La selección de Noruega ha llamado la atención en su concentración de cara al partido de cuartos de final del Mundial, donde se medirá contra Inglaterra el próximo sábado por la noche. El conjunto escandinavo, dirigido por Stale Solbakken, se encuentra gestionando un brote de molestias respiratorias que ha afectado a varios integrantes de la delegación. Según confirmó el propio seleccionador, síntomas como tos, ronquera y estornudos se han propagado de manera dispersa entre el grupo, el cual está compuesto por más de 50 personas entre futbolistas y miembros del cuerpo técnico.
Hasta el momento, los casos más notorios debido a procesos virales corresponden a dos de sus futbolistas. El primero en verse afectado fue Jorgen Strand Larsen, delantero del Crystal Palace, quien se perdió el debut mundialista ante Irak tras presentar un cuadro febril. Posteriormente, el defensor Marcus Holmgren Pedersen se vio obligado a causar baja en el crucial encuentro de octavos de final frente a Brasil a raíz de un virus que disminuyó notablemente su rendimiento físico.

El seleccionador Stale Solbakken ha querido restar dramatismo a la situación, asociando la aparición de estos síntomas leves a factores logísticos propios de la alta competencia, tales como los constantes viajes en avión, los cambios bruscos de temperatura en los vestuarios y el uso continuado del aire acondicionado. El estratega explicó que, a excepción de Strand Larsen, ninguno de los demás integrantes del grupo ha registrado fiebre alta, por lo que considera normal que en una delegación tan numerosa terminen manifestándose este tipo de afecciones respiratorias menores a lo largo del torneo.
Respecto a la situación particular de Pedersen ante Brasil, Solbakken detalló que el jugador completó las sesiones de entrenamiento previas sin síntomas febriles y bajo el visto bueno del médico del equipo, Ola Sand.
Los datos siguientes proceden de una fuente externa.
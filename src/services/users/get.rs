use actix_web::{HttpRequest, HttpResponse, Result as ActixResult};

use super::UserService;
use crate::models::users::responses::UserResponse;
use crate::models::{ApiResponse, ErrorCode};

/// 管理员查看用户，密码哈希不会被序列化
pub async fn get_user(
    service: &UserService,
    user_id: i64,
    request: &HttpRequest,
) -> ActixResult<HttpResponse> {
    let storage = service.get_storage(request);

    let user = match storage.get_user_by_id(user_id).await {
        Ok(user) => user,
        Err(e) => {
            tracing::error!("Failed to load user {}: {}", user_id, e);
            return Ok(
                HttpResponse::InternalServerError().json(ApiResponse::error_empty(
                    ErrorCode::InternalServerError,
                    format!("Failed to get user information: {e}"),
                )),
            );
        }
    };

    match user {
        Some(user) => Ok(HttpResponse::Ok().json(ApiResponse::success(
            UserResponse { user },
            "User information retrieved successfully",
        ))),
        None => Ok(HttpResponse::NotFound().json(ApiResponse::error_empty(
            ErrorCode::UserNotFound,
            format!("User {user_id} not found"),
        ))),
    }
}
Sin embargo, con el paso de las horas, el lateral comenzó a sentirse peor y manifestó que su cuerpo no respondía al máximo nivel de exigencia. El cuerpo técnico atribuye este bajón a una combinación del virus con el desgaste físico y mental del futbolista, quien llegó a la cita mundialista con el rol de suplente de Julian Ryerson pero terminó disputando dos partidos de alta intensidad.

A pesar de los contratiempos de salud, el ambiente dentro del vestuario nórdico sigue siendo de optimismo tras la histórica victoria por 2-1 que dejó fuera a Brasil. Tras consumarse la clasificación, Solbakken concedió una noche libre al plantel para liberar tensiones. En medio de las celebraciones, el técnico tuvo un breve intercambio con su máxima estrella, Erling Haaland, autor de siete goles en lo que va del torneo y colíder de la tabla de artilleros junto a Lionel Messi y Kylian Mbappé, confirmándole que tenía el visto bueno para festejar antes de enfocarse en el duelo ante los ingleses.
La evolución médica de la plantilla durante las próximas 48 horas será determinante para el esquema táctico que planteará Noruega en los cuartos de final. El cuerpo médico trabaja a contrarreloj para limpiar el entorno de la concentración de cualquier foco infeccioso y garantizar que tanto los futbolistas afectados como el propio Solbakken estén plenamente recuperados para afrontar el partido más importante del fútbol noruego en las últimas décadas.